TITLE:
Epidemiological, Diagnostic, Therapeutic, and Outcome Profile of Pediatric Systemic Diseases in Chad
AUTHORS:
Harine Abdel Aziz Garba, Adama Bah, Ramadhane Bouchrane, Sadou Yamoga Lam, Rakseunbe Ignazianki, Harine Abdel Aziz Hamid, Moustapha Niasse, Saïdou Diallo
KEYWORDS:
Juvenile Idiopathic Arthritis, Pediatric Systemic Diseases, Acute Rheumatic Fever, Outcomes, Methotrexate, Sub-Saharan Africa, Chad
JOURNAL NAME:
Open Access Library Journal,
Vol.12 No.11,
November
20,
2025
ABSTRACT: Background: Pediatric systemic diseases are heterogeneous, potentially disabling, and under-reported in Sub-Saharan Africa.
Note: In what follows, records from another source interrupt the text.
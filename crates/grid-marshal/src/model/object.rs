// SPDX-License-Identifier: Apache-2.0 OR MIT
// Copyright (c) 2025-2026 naskel.com

//! Heap objects: identity-bearing nodes of an object graph.

use super::class::ClassDef;
use super::value::Value;
use crate::config::DEFAULT_LOAD_FACTOR;
use crate::error::{CodecError, CodecResult};
use parking_lot::RwLock;
use std::sync::Arc;

/// Shared, identity-bearing reference to a heap object.
pub type ObjectRef = Arc<RwLock<HeapObject>>;

#[derive(Debug, Clone, Copy, PartialEq, Eq, Hash)]
pub enum ListKind {
    ArrayList,
    LinkedList,
}

#[derive(Debug, Clone, Copy, PartialEq, Eq, Hash)]
pub enum HashKind {
    /// Hash-ordered; stored order is kept as-is.
    Hash,
    /// Insertion-ordered.
    Linked,
}

/// Map contents.
#[derive(Debug, Clone)]
pub struct MapBody {
    pub kind: HashKind,
    pub load_factor: f32,
    /// Only meaningful for [`HashKind::Linked`].
    pub access_order: bool,
    pub entries: Vec<(Value, Value)>,
}

impl MapBody {
    pub fn new(kind: HashKind) -> Self {
        Self {
            kind,
            load_factor: DEFAULT_LOAD_FACTOR,
            access_order: false,
            entries: Vec::new(),
        }
    }

    pub fn with_load_factor(mut self, load_factor: f32) -> Self {
        self.load_factor = load_factor;
        self
    }

    /// Insert or replace by key (value equality for primitives/strings,
    /// identity for heap keys).
    pub fn insert(&mut self, key: Value, value: Value) -> Option<Value> {
        match self.entries.iter_mut().find(|(k, _)| k.same(&key)) {
            Some((_, v)) => Some(std::mem::replace(v, value)),
            None => {
                self.entries.push((key, value));
                None
            }
        }
    }

    pub fn get(&self, key: &Value) -> Option<&Value> {
        self.entries.iter().find(|(k, _)| k.same(key)).map(|(_, v)| v)
    }

    pub fn len(&self) -> usize {
        self.entries.len()
    }

    pub fn is_empty(&self) -> bool {
        self.entries.is_empty()
    }
}

/// Set contents.
#[derive(Debug, Clone)]
pub struct SetBody {
    pub kind: HashKind,
    pub load_factor: f32,
    pub items: Vec<Value>,
}

impl SetBody {
    pub fn new(kind: HashKind) -> Self {
        Self {
            kind,
            load_factor: DEFAULT_LOAD_FACTOR,
            items: Vec::new(),
        }
    }

    pub fn insert(&mut self, item: Value) -> bool {
        if self.items.iter().any(|v| v.same(&item)) {
            return false;
        }
        self.items.push(item);
        true
    }

    pub fn len(&self) -> usize {
        self.items.len()
    }

    pub fn is_empty(&self) -> bool {
        self.items.is_empty()
    }
}

/// Array of primitives.
#[derive(Debug, Clone, PartialEq)]
pub enum PrimitiveArray {
    Byte(Vec<u8>),
    Short(Vec<i16>),
    Int(Vec<i32>),
    Long(Vec<i64>),
    Float(Vec<f32>),
    Double(Vec<f64>),
    Char(Vec<u16>),
    Bool(Vec<bool>),
}

impl PrimitiveArray {
    pub fn len(&self) -> usize {
        match self {
            Self::Byte(v) => v.len(),
            Self::Short(v) => v.len(),
            Self::Int(v) => v.len(),
            Self::Long(v) => v.len(),
            Self::Float(v) => v.len(),
            Self::Double(v) => v.len(),
            Self::Char(v) => v.len(),
            Self::Bool(v) => v.len(),
        }
    }

    pub fn is_empty(&self) -> bool {
        self.len() == 0
    }
}

/// Instance of a user class: one value per declared field slot.
#[derive(Debug, Clone)]
pub struct Instance {
    class: Arc<ClassDef>,
    fields: Vec<Value>,
}

impl Instance {
    /// New instance with every field at its zero value.
    pub fn new(class: &Arc<ClassDef>) -> Self {
        Self {
            fields: class
                .fields()
                .iter()
                .map(|f| f.field_type.default_value())
                .collect(),
            class: Arc::clone(class),
        }
    }

    pub fn class(&self) -> &Arc<ClassDef> {
        &self.class
    }

    /// Field values in declaration order.
    pub fn values(&self) -> &[Value] {
        &self.fields
    }

    pub fn slot(&self, slot: usize) -> Option<&Value> {
        self.fields.get(slot)
    }

    pub fn get(&self, name: &str) -> Option<&Value> {
        self.class.slot_of(name).and_then(|slot| self.fields.get(slot))
    }

    /// Set a field by name; the value must fit the declared field type.
    pub fn set(&mut self, name: &str, value: Value) -> CodecResult<()> {
        let slot = self.class.slot_of(name).ok_or_else(|| {
            CodecError::invalid(format!("{} has no field {}", self.class.name(), name))
        })?;
        self.set_slot(slot, value)
    }

    pub fn set_slot(&mut self, slot: usize, value: Value) -> CodecResult<()> {
        let def = self.class.fields().get(slot).ok_or_else(|| {
            CodecError::invalid(format!("{} has no slot {}", self.class.name(), slot))
        })?;
        if !def.field_type.accepts(&value) {
            return Err(CodecError::invalid(format!(
                "field {}.{} ({:?}) cannot hold {:?}",
                self.class.name(),
                def.name,
                def.field_type,
                value
            )));
        }
        self.fields[slot] = value;
        Ok(())
    }

    /// Builder-style setter for tests and fixtures.
    pub fn with(mut self, name: &str, value: impl Into<Value>) -> CodecResult<Self> {
        self.set(name, value.into())?;
        Ok(self)
    }
}

/// Heap node contents.
#[derive(Debug, Clone)]
pub enum HeapObject {
    Instance(Instance),
    ObjectArray(Vec<Value>),
    PrimitiveArray(PrimitiveArray),
    List { kind: ListKind, items: Vec<Value> },
    Map(MapBody),
    Set(SetBody),
    /// Epoch milliseconds.
    Date(i64),
    Properties {
        defaults: Option<ObjectRef>,
        entries: Vec<(String, String)>,
    },
}

impl HeapObject {
    pub fn list(kind: ListKind, items: Vec<Value>) -> Self {
        Self::List { kind, items }
    }

    pub fn kind_name(&self) -> &str {
        match self {
            Self::Instance(inst) => inst.class().name(),
            Self::ObjectArray(_) => "Object[]",
            Self::PrimitiveArray(_) => "primitive[]",
            Self::List {
                kind: ListKind::ArrayList,
                ..
            } => "ArrayList",
            Self::List {
                kind: ListKind::LinkedList,
                ..
            } => "LinkedList",
            Self::Map(MapBody {
                kind: HashKind::Hash,
                ..
            }) => "HashMap",
            Self::Map(MapBody {
                kind: HashKind::Linked,
                ..
            }) => "LinkedHashMap",
            Self::Set(SetBody {
                kind: HashKind::Hash,
                ..
            }) => "HashSet",
            Self::Set(SetBody {
                kind: HashKind::Linked,
                ..
            }) => "LinkedHashSet",
            Self::Date(_) => "Date",
            Self::Properties { .. } => "Properties",
        }
    }

    pub fn as_instance(&self) -> Option<&Instance> {
        match self {
            Self::Instance(inst) => Some(inst),
            _ => None,
        }
    }

    pub fn as_instance_mut(&mut self) -> Option<&mut Instance> {
        match self {
            Self::Instance(inst) => Some(inst),
            _ => None,
        }
    }
}

#[cfg(test)]
mod tests {
    use super::*;
    use crate::model::FieldType;

    #[test]
    fn test_instance_set_type_checked() {
        let class = ClassDef::builder("Point")
            .field("x", FieldType::Int)
            .field("label", FieldType::Other)
            .build();
        let mut inst = Instance::new(&class);
        assert_eq!(inst.get("x"), Some(&Value::Int(0)));
        assert_eq!(inst.get("label"), Some(&Value::Null));

        inst.set("x", Value::Int(5)).expect("int fits");
        inst.set("label", Value::from("origin")).expect("string fits");
        assert!(inst.set("x", Value::Long(5)).is_err());
        assert!(inst.set("missing", Value::Null).is_err());
    }

    #[test]
    fn test_map_insert_replaces_by_key() {
        let mut map = MapBody::new(HashKind::Linked);
        assert!(map.insert(Value::from("a"), Value::Int(1)).is_none());
        assert!(map.insert(Value::from("b"), Value::Int(2)).is_none());
        assert_eq!(
            map.insert(Value::from("a"), Value::Int(3)),
            Some(Value::Int(1))
        );
        assert_eq!(map.len(), 2);
        assert_eq!(map.get(&Value::from("a")), Some(&Value::Int(3)));
    }

    #[test]
    fn test_set_rejects_duplicates() {
        let mut set = SetBody::new(HashKind::Hash);
        assert!(set.insert(Value::Int(1)));
        assert!(!set.insert(Value::Int(1)));
        assert_eq!(set.len(), 1);
    }
}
We aimed to describe their epidemiological, diagnostic, therapeutic, and outcome profile in a hospital setting in Chad. Methods: We conducted a retrospective descriptive study with a prospective component in the Rheumatology Unit between January 2020 and September 2024. Cases were identified using standard clinical and paraclinical criteria (ACR/EULAR where applicable). Demographic, clinical, laboratory, treatment, and outcome data (CHAQ, JADAS when available) were analyzed with SPSS 21.0. Results: Among 5000 patients seen during the study period, 111 fulfilled criteria for pediatric-onset systemic diseases (frequency 2.34%): juvenile idiopathic arthritis (JIA) 85 (76.6%) and connective tissue diseases 26 (23.4%) including acute rheumatic fever 7, juvenile Sjögren’s syndrome (primary/secondary) 15, dermatomyositis 2, systemic sclerosis 1, and systemic lupus erythematosus 1. Females accounted for 78/111 (70.3%). Mean age at disease onset was 11.21 years (range 2 - 16); mean diagnostic delay was 4.2 years (3 months - 32 years). JIA subtypes were: systemic 5 (including 1 MAS), RF-negative polyarticular 26, RF-positive polyarticular 14, oligoarticular 6, enthesitis-related arthritis 26, and undifferentiated 5. Acute anterior uveitis occurred in 13 cases. Management relied mainly on NSAIDs, corticosteroids, hydroxychloroquine, and methotrexate; biologics (etanercept) were used in 3 patients. Outcomes were generally favorable; three deaths were recorded (1 MAS, 1 infectious syndrome with dyspnea, 1 bedridden state). Conclusions: In this Chadian cohort, JIA predominated, whereas acute rheumatic fever was less frequent than historically reported. Conventional DMARDs remain the mainstay of therapy; access to biologics is limited. Diagnostic delays and severe complications underscore the need for earlier recognition, systematic follow-up, and improved access to advanced therapies.